Historical population
| Census | Pop. | Note | %± |
| 1930 | 204 |  | — |
| 1940 | 144 |  | −29.4% |
| 1950 | 113 |  | −21.5% |
| 1960 | 99 |  | −12.4% |
| 1970 | 48 |  | −51.5% |
| 1980 | 42 |  | −12.5% |
| 1990 | 50 |  | 19.0% |
| 2000 | 57 |  | 14.0% |
| 2010 | 61 |  | 7.0% |
| 2020 | 33 |  | −45.9% |
U.S. Decennial Census

===2020 census===
The 2020 United States census counted 33 people, 15 households, and 15 families in Menlo. The population density was 282.1 per square mile (108.9/km^{2}). There were 15 housing units at an average density of 128.2 per square mile (49.5/km^{2}). The racial makeup was 96.97% (32) white or European American (96.97% non-Hispanic white), 0.0% (0) black or African-American, 0.0% (0) Native American or Alaska Native, 0.0% (0) Asian, 0.0% (0) Pacific Islander or Native Hawaiian, 0.0% (0) from other races, and 3.03% (1) from two or more races.

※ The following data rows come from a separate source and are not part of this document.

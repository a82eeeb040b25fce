//! Layout helpers for modal geometry
//!
//! The overlay covers the whole frame; the container is a centered
//! rectangle split vertically into header, content and footer regions.

use ratatui::layout::{Constraint, Direction, Layout, Rect};

/// Calculate a centered rectangle covering the given percentages of `r`
pub fn centered_rect(percent_x: u16, percent_y: u16, r: Rect) -> Rect {
    let popup_layout = Layout::default()
        .direction(Direction::Vertical)
        .constraints([
            Constraint::Percentage((100 - percent_y) / 2),
            Constraint::Percentage(percent_y),
            Constraint::Percentage((100 - percent_y) / 2),
        ])
        .split(r);

    Layout::default()
        .direction(Direction::Horizontal)
        .constraints([
            Constraint::Percentage((100 - percent_x) / 2),
            Constraint::Percentage(percent_x),
            Constraint::Percentage((100 - percent_x) / 2),
        ])
        .split(popup_layout[1])[1]
}

/// Split a container into header, content and footer regions
pub fn section_chunks(container: Rect) -> [Rect; 3] {
    let chunks = Layout::default()
        .direction(Direction::Vertical)
        .constraints([
            Constraint::Length(3), // Header area
            Constraint::Min(3),    // Content area
            Constraint::Length(3), // Footer area
        ])
        .split(container);

    [chunks[0], chunks[1], chunks[2]]
}

/// Check whether a terminal cell falls inside a rectangle
pub fn hit(rect: Rect, column: u16, row: u16) -> bool {
    column >= rect.x
        && column < rect.x + rect.width
        && row >= rect.y
        && row < rect.y + rect.height
}

/// Split a footer region into equal-width button cells
pub fn button_row(footer: Rect, count: usize) -> Vec<Rect> {
    if count == 0 {
        return Vec::new();
    }

    let constraints: Vec<Constraint> = (0..count)
        .map(|_| Constraint::Ratio(1, count as u32))
        .collect();

    Layout::default()
        .direction(Direction::Horizontal)
        .constraints(constraints)
        .split(footer)
        .to_vec()
}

Hispanic or Latino of any race was 3.03% (1) of the population.

Of the 15 households, 46.7% had children under the age of 18; 80.0% were married couples living together; 13.3% had a female householder with no spouse or partner present. 0.0% of households consisted of individuals and 0.0% had someone living alone who was 65 years of age or older. The average household size was 3.7 and the average family size was 3.7.

24.2% of the population was under the age of 18, 6.1% from 18 to 24, 15.2% from 25 to 44, 45.5% from 45 to 64, and 9.1% who were 65 years of age or older. The median age was 45.8 years. For every 100 females, there were 73.7 males. For every 100 females ages 18 and older, there were 66.7 males.

The 2016–2020 5-year American Community Survey estimates show that the median household income was $83,333 (with a margin of error of +/- $34,034) and the median family income was $83,333 (+/- $34,034). Males had a median income of $41,875 (+/- $34,679). The median income for those above 16 years old was $36,000 (+/- $10,786).

===2010 census===
According to the 2010 census, there were 61 people, 18 households, and 15 families residing in the city. The population density was 508.3 PD/sqmi. There were 22 housing units at an average density of 183.3 /sqmi. The racial makeup of the city was 98.4% White and 1.6% Native American. Hispanic or Latino of any race were 1.6% of the population.

There were 18 households, of which 44.4% had children under the age of 18 living with them, 77.8% were married couples living together, 5.6% had a male householder with no wife present, and 16.7% were non-families. 16.7% of all households were made up of individuals, and 5.6% had someone living alone who was 65 years of age or older. The average household size was 3.39 and the average family size was 3.80.

The median age in the city was 26.5 years. 36.1% of residents were under the age of 18; 8.3% were between the ages of 18 and 24; 32.8% were from 25 to 44; 18% were from 45 to 64; and 4.9% were 65 years of age or older. The gender makeup of the city was 45.9% male and 54.1% female.

==Education==
School unification consolidated Menlo, Rexford and Selden schools forming USD 316 Golden Plains. The Golden Plains High School mascot is Bulldogs.

Menlo High School was closed through school unification. The Menlo High School mascot was Menlo Tigers.